YOUR TASK
Please give back, word for word, each line from the start of the entries through the one in which "the dashboard process" is found.

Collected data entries
● ● ● ● ● ● ●
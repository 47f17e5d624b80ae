pub mod config;
pub mod error;
pub mod preferences;

pub use config::{ApiKeys, Config, GatewayConfig, ValidationResult};
pub use error::{ConfigError, NetworkError, ProviderError, ReqwestErrorExt};
pub use preferences::{Preferences, Section, Theme};

use anyhow::Result;

/// Initialize logging for the dashboard process
pub fn init() -> Result<()> {
    tracing_subscriber::fmt()
        .with_env_filter(
            tracing_subscriber::EnvFilter::try_from_default_env()
                .unwrap_or_else(|_| tracing_subscriber::EnvFilter::new("info")),
        )
        .try_init()
        .map_err(|e| anyhow::anyhow!("Failed to initialize tracing: {e}"))?;

    tracing::info!("GlobeTrotter core initialized");
    Ok(())
}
● ● ● ● ● ● ●
ANSWER SECTION
repository 47f17e5d624b80ae
pub mod config;
pub mod error;
pub mod preferences;

pub use config::{ApiKeys, Config, GatewayConfig, ValidationResult};
pub use error::{ConfigError, NetworkError, ProviderError, ReqwestErrorExt};
pub use preferences::{Preferences, Section, Theme};

use anyhow::Result;

/// Initialize logging for the dashboard process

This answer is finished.